Barbera is not an easy grape to work with. It is big on colour and potentially big on alcohol, but it also has high acidity, not much tannin and not particularly showy aromas. Producers agree, however, that Barbera is worth the trouble. Highly versatile, it delivers the goods in a range of styles, from the spritzy Monferrato frizzante to the upmarket, barrique-aged, single vineyard selections which the Italian press dubs ‘Super-Barberas’.
As every producer will tell you, step one in educating the variety is a drastic reduction in yields.

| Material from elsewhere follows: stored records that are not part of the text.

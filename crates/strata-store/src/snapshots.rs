use crate::datasets::{DatasetBackend, ReceiveMode};
use crate::layout::StoreLayout;
use crate::StoreError;
use std::path::Path;
use std::sync::Arc;
use strata_schema::{dataset_path, Partition, SnapshotId, DATASETS};
use tracing::{debug, info, warn};

/// Label of the snapshot every template partition carries and children clone from.
pub const NOW_LABEL: &str = "now";

/// Which snapshots `SnapshotStore::list` returns.
#[derive(Debug, Clone, PartialEq, Eq)]
pub enum SnapshotScope {
    /// Every snapshot except those belonging to installed templates.
    All,
    /// Every snapshot of one container, all partitions included.
    Owner(String),
    /// Snapshots of a single partition of one container.
    Partition(String, Partition),
}

/// Partition-aware snapshot lifecycle on top of a `DatasetBackend`.
#[derive(Clone)]
pub struct SnapshotStore {
    backend: Arc<dyn DatasetBackend>,
    layout: StoreLayout,
}

impl SnapshotStore {
    pub fn new(backend: Arc<dyn DatasetBackend>, layout: StoreLayout) -> Self {
        Self { backend, layout }
    }

    pub fn backend(&self) -> &Arc<dyn DatasetBackend> {
        &self.backend
    }

    pub fn layout(&self) -> &StoreLayout {
        &self.layout
    }

    pub fn exists(&self, id: &SnapshotId) -> bool {
        self.backend.exists(&id.to_string())
    }

    pub fn create(&self, id: &SnapshotId) -> Result<(), StoreError> {
        let name = id.to_string();
        if self.backend.exists(&name) {
            return Err(StoreError::AlreadyExists(format!("snapshot {name}")));
        }
        self.backend.snapshot(&name, id.is_recursive())?;
        info!("created snapshot {name}");
        Ok(())
    }

    /// Remove a snapshot. A snapshot that does not exist is left alone.
    pub fn remove(&self, id: &SnapshotId) -> Result<(), StoreError> {
        let name = id.to_string();
        if !self.backend.exists(&name) {
            debug!("snapshot {name} does not exist, nothing to remove");
            return Ok(());
        }
        self.backend.destroy(&name, id.is_recursive())?;
        info!("removed snapshot {name}");
        Ok(())
    }

    pub fn list(&self, scope: &SnapshotScope) -> Result<Vec<String>, StoreError> {
        match scope {
            SnapshotScope::All => {
                let templates = self.templates()?;
                let mut snaps = self.backend.list_snapshots(None)?;
                snaps.retain(|s| {
                    let owner = s.split(['/', '@']).next().unwrap_or("");
                    !templates.iter().any(|t| t == owner)
                });
                Ok(snaps)
            }
            SnapshotScope::Owner(owner) => self.backend.list_snapshots(Some(owner)),
            SnapshotScope::Partition(owner, partition) => {
                let dataset = dataset_path(owner, *partition);
                let mut snaps = self.backend.list_snapshots(Some(&dataset))?;
                if *partition == Partition::Config {
                    // The parent dataset only, not its children.
                    let prefix = format!("{dataset}@");
                    snaps.retain(|s| s.starts_with(&prefix));
                }
                Ok(snaps)
            }
        }
    }

    /// Roll back to a snapshot, discarding newer ones when `force` is set.
    ///
    /// For `all` the label must exist on every dataset partition before any of
    /// them is touched, and exactly those four are rolled back.
    pub fn rollback(&self, id: &SnapshotId, force: bool) -> Result<(), StoreError> {
        if !id.is_recursive() {
            let name = id.to_string();
            if !self.backend.exists(&name) {
                return Err(StoreError::SnapshotNotFound(name));
            }
            self.backend.rollback(&name, force)?;
            info!("rolled back to {name}");
            return Ok(());
        }

        let targets: Vec<String> = DATASETS
            .iter()
            .map(|p| id.with_partition(*p).to_string())
            .collect();
        if let Some(missing) = targets.iter().find(|t| !self.backend.exists(t)) {
            return Err(StoreError::SnapshotNotFound(missing.clone()));
        }

        let suffix = format!("@{}", id.label);
        let extras: Vec<String> = self
            .backend
            .list_snapshots(Some(&id.owner))?
            .into_iter()
            .filter(|s| s.ends_with(&suffix) && !targets.contains(s))
            .collect();
        if !extras.is_empty() {
            warn!(
                "snapshots outside the container partitions also carry label '{}' and are not rolled back: {}",
                id.label,
                extras.join(", ")
            );
        }

        for target in &targets {
            self.backend.rollback(target, force)?;
        }
        info!("rolled back {} to {}", id.owner, id.label);
        Ok(())
    }

    pub fn send_delta(&self, from: &str, to: &str, dest: &Path) -> Result<(), StoreError> {
        self.backend.send(from, to, dest)
    }

    pub fn receive_delta(
        &self,
        dataset: &str,
        source: &Path,
        mode: ReceiveMode,
    ) -> Result<(), StoreError> {
        self.backend.receive(dataset, source, mode)
    }

    /// Create `child` and clone every `template/<p>@now` into `child/<p>`.
    pub fn clone_partitions(&self, template: &str, child: &str) -> Result<(), StoreError> {
        self.backend.create(child)?;
        for p in DATASETS {
            let source = format!("{}@{NOW_LABEL}", dataset_path(template, p));
            self.backend.clone_snapshot(&source, &dataset_path(child, p))?;
        }
        debug!("cloned {template} into {child}");
        Ok(())
    }

    pub fn mark_read_only(&self, name: &str) -> Result<(), StoreError> {
        for p in DATASETS {
            self.backend.set_read_only(&dataset_path(name, p))?;
        }
        Ok(())
    }

    /// True when `name/rootfs` exists and is read-only.
    pub fn is_template(&self, name: &str) -> bool {
        let rootfs = dataset_path(name, Partition::Rootfs);
        self.backend.exists(&rootfs) && matches!(self.backend.is_read_only(&rootfs), Ok(true))
    }

    /// True when `name/rootfs` exists and is writable.
    pub fn is_container(&self, name: &str) -> bool {
        let rootfs = dataset_path(name, Partition::Rootfs);
        self.backend.exists(&rootfs) && matches!(self.backend.is_read_only(&rootfs), Ok(false))
    }

    /// Names defined under the runtime prefix whose datasets are templates.
    pub fn templates(&self) -> Result<Vec<String>, StoreError> {
        Ok(self
            .layout
            .defined_names()?
            .into_iter()
            .filter(|n| self.is_template(n))
            .collect())
    }

    /// Remove every snapshot under `name`, its partitions, then `name` itself.
    /// Pieces that are already gone are skipped.
    pub fn destroy_tree(&self, name: &str) -> Result<(), StoreError> {
        if !self.backend.exists(name) {
            debug!("dataset {name} does not exist, nothing to destroy");
            return Ok(());
        }
        let mut snaps = self.backend.list_snapshots(Some(name))?;
        // Children first so their snapshots go before the parent's.
        snaps.sort_by_key(|s| std::cmp::Reverse(s.matches('/').count()));
        for snap in snaps {
            if self.backend.exists(&snap) {
                self.backend.destroy(&snap, false)?;
            }
        }
        for p in DATASETS {
            let child = dataset_path(name, p);
            if self.backend.exists(&child) {
                self.backend.destroy(&child, false)?;
            }
        }
        self.backend.destroy(name, true)?;
        info!("destroyed dataset tree {name}");
        Ok(())
    }
}

#[cfg(test)]
mod tests {
    use super::*;
    use crate::mock::MemoryDatasets;

    fn setup() -> (tempfile::TempDir, Arc<MemoryDatasets>, SnapshotStore) {
        let dir = tempfile::tempdir().unwrap();
        let layout = StoreLayout::new(dir.path());
        layout.initialize().unwrap();
        let backend = Arc::new(MemoryDatasets::new());
        let store = SnapshotStore::new(backend.clone(), layout);
        (dir, backend, store)
    }

    fn container(backend: &MemoryDatasets, name: &str) {
        backend.create(name).unwrap();
        for p in DATASETS {
            backend.create(&dataset_path(name, p)).unwrap();
        }
    }

    fn template(store: &SnapshotStore, backend: &MemoryDatasets, name: &str) {
        container(backend, name);
        for p in DATASETS {
            backend
                .snapshot(&format!("{}@{NOW_LABEL}", dataset_path(name, p)), false)
                .unwrap();
        }
        store.mark_read_only(name).unwrap();
        let config = store.layout().config_path(name);
        std::fs::create_dir_all(config.parent().unwrap()).unwrap();
        std::fs::write(config, "").unwrap();
    }

    fn snap(owner: &str, p: Partition, label: &str) -> SnapshotId {
        SnapshotId::new(owner, p, label).unwrap()
    }

    #[test]
    fn create_twice_is_already_exists() {
        let (_dir, backend, store) = setup();
        container(&backend, "web1");
        let id = snap("web1", Partition::Var, "pre");
        store.create(&id).unwrap();
        assert!(store.exists(&id));
        assert!(matches!(
            store.create(&id),
            Err(StoreError::AlreadyExists(_))
        ));
    }

    #[test]
    fn create_all_is_recursive() {
        let (_dir, backend, store) = setup();
        container(&backend, "web1");
        store.create(&snap("web1", Partition::All, "pre")).unwrap();
        for p in DATASETS {
            assert!(backend.exists(&format!("web1/{p}@pre")));
        }
    }

    #[test]
    fn remove_missing_is_noop() {
        let (_dir, backend, store) = setup();
        container(&backend, "web1");
        let before = backend.mutation_count();
        store.remove(&snap("web1", Partition::Home, "nope")).unwrap();
        assert_eq!(backend.mutation_count(), before);
    }

    #[test]
    fn list_all_hides_templates() {
        let (_dir, backend, store) = setup();
        template(&store, &backend, "base:pub:1.0.0");
        container(&backend, "web1");
        store.create(&snap("web1", Partition::Rootfs, "x")).unwrap();

        assert_eq!(store.list(&SnapshotScope::All).unwrap(), vec!["web1/rootfs@x"]);
        assert_eq!(
            store
                .list(&SnapshotScope::Owner("base:pub:1.0.0".to_owned()))
                .unwrap()
                .len(),
            4
        );
    }

    #[test]
    fn list_partition_scopes() {
        let (_dir, backend, store) = setup();
        container(&backend, "web1");
        store.create(&snap("web1", Partition::All, "a")).unwrap();
        store.create(&snap("web1", Partition::Var, "b")).unwrap();

        let var = store
            .list(&SnapshotScope::Partition("web1".to_owned(), Partition::Var))
            .unwrap();
        assert_eq!(var, vec!["web1/var@a", "web1/var@b"]);
        let config = store
            .list(&SnapshotScope::Partition("web1".to_owned(), Partition::Config))
            .unwrap();
        assert_eq!(config, vec!["web1@a"]);
    }

    #[test]
    fn rollback_missing_snapshot_fails() {
        let (_dir, backend, store) = setup();
        container(&backend, "web1");
        assert!(matches!(
            store.rollback(&snap("web1", Partition::Opt, "x"), false),
            Err(StoreError::SnapshotNotFound(_))
        ));
    }

    #[test]
    fn rollback_all_checks_every_partition_first() {
        let (_dir, backend, store) = setup();
        container(&backend, "web1");
        for p in [Partition::Rootfs, Partition::Home, Partition::Var] {
            store.create(&snap("web1", p, "x")).unwrap();
        }
        let before = backend.mutation_count();
        match store.rollback(&snap("web1", Partition::All, "x"), false) {
            Err(StoreError::SnapshotNotFound(name)) => assert_eq!(name, "web1/opt@x"),
            other => panic!("expected missing opt snapshot, got {other:?}"),
        }
        assert_eq!(backend.mutation_count(), before);
    }

    #[test]
    fn rollback_all_touches_exactly_the_partitions() {
        let (_dir, backend, store) = setup();
        container(&backend, "web1");
        store.create(&snap("web1", Partition::All, "x")).unwrap();
        store.create(&snap("web1", Partition::Var, "y")).unwrap();

        store
            .rollback(&snap("web1", Partition::All, "x"), true)
            .unwrap();
        let rollbacks: Vec<String> = backend
            .operations()
            .into_iter()
            .filter(|op| op.starts_with("rollback"))
            .collect();
        assert_eq!(rollbacks.len(), 4);
        assert!(rollbacks.iter().all(|op| !op.ends_with("web1@x")));
        assert!(!backend.exists("web1/var@y"));
    }

    #[test]
    fn clone_and_classify() {
        let (_dir, backend, store) = setup();
        template(&store, &backend, "base:pub:1.0.0");
        store.clone_partitions("base:pub:1.0.0", "web1").unwrap();

        assert!(store.is_template("base:pub:1.0.0"));
        assert!(!store.is_container("base:pub:1.0.0"));
        assert!(store.is_container("web1"));
        assert!(!store.is_template("web1"));
        assert!(!store.is_template("ghost"));
        assert_eq!(
            backend.origin("web1/home").as_deref(),
            Some("base:pub:1.0.0/home@now")
        );
        assert_eq!(store.templates().unwrap(), vec!["base:pub:1.0.0"]);
    }

    #[test]
    fn destroy_tree_removes_everything() {
        let (_dir, backend, store) = setup();
        container(&backend, "web1");
        store.create(&snap("web1", Partition::All, "x")).unwrap();
        store.destroy_tree("web1").unwrap();
        assert!(backend.datasets().is_empty());
        store.destroy_tree("web1").unwrap();
    }
}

Michele Chiarlo remembers that when he first introduced green-harvesting he was harangued by the local priest for committing an affront to nature. Nowadays, it is routine procedure to thin out the crop at least twice.
If necessary, Giorgio Rivetti at La Spinetta goes as far as cutting off the bottom half of the bunch to ensure even ripening. Experience suggests that the lower the yields, the better the results. Chiarlo reckons that basic quality starts at 2kg of fruit per vine, but for his top La Court selection he harvests less than half that amount. Ermanno Accornero calculates that he makes one bottle per vine of his superb Cima. Low yields are not only the result of massive crop reduction, they are also a natural feature of old vines. At the very top end of the Barbera revolution, one of the other keys to the quality leap has been cru selection and, in particular, the recovery of plots of old vineyard.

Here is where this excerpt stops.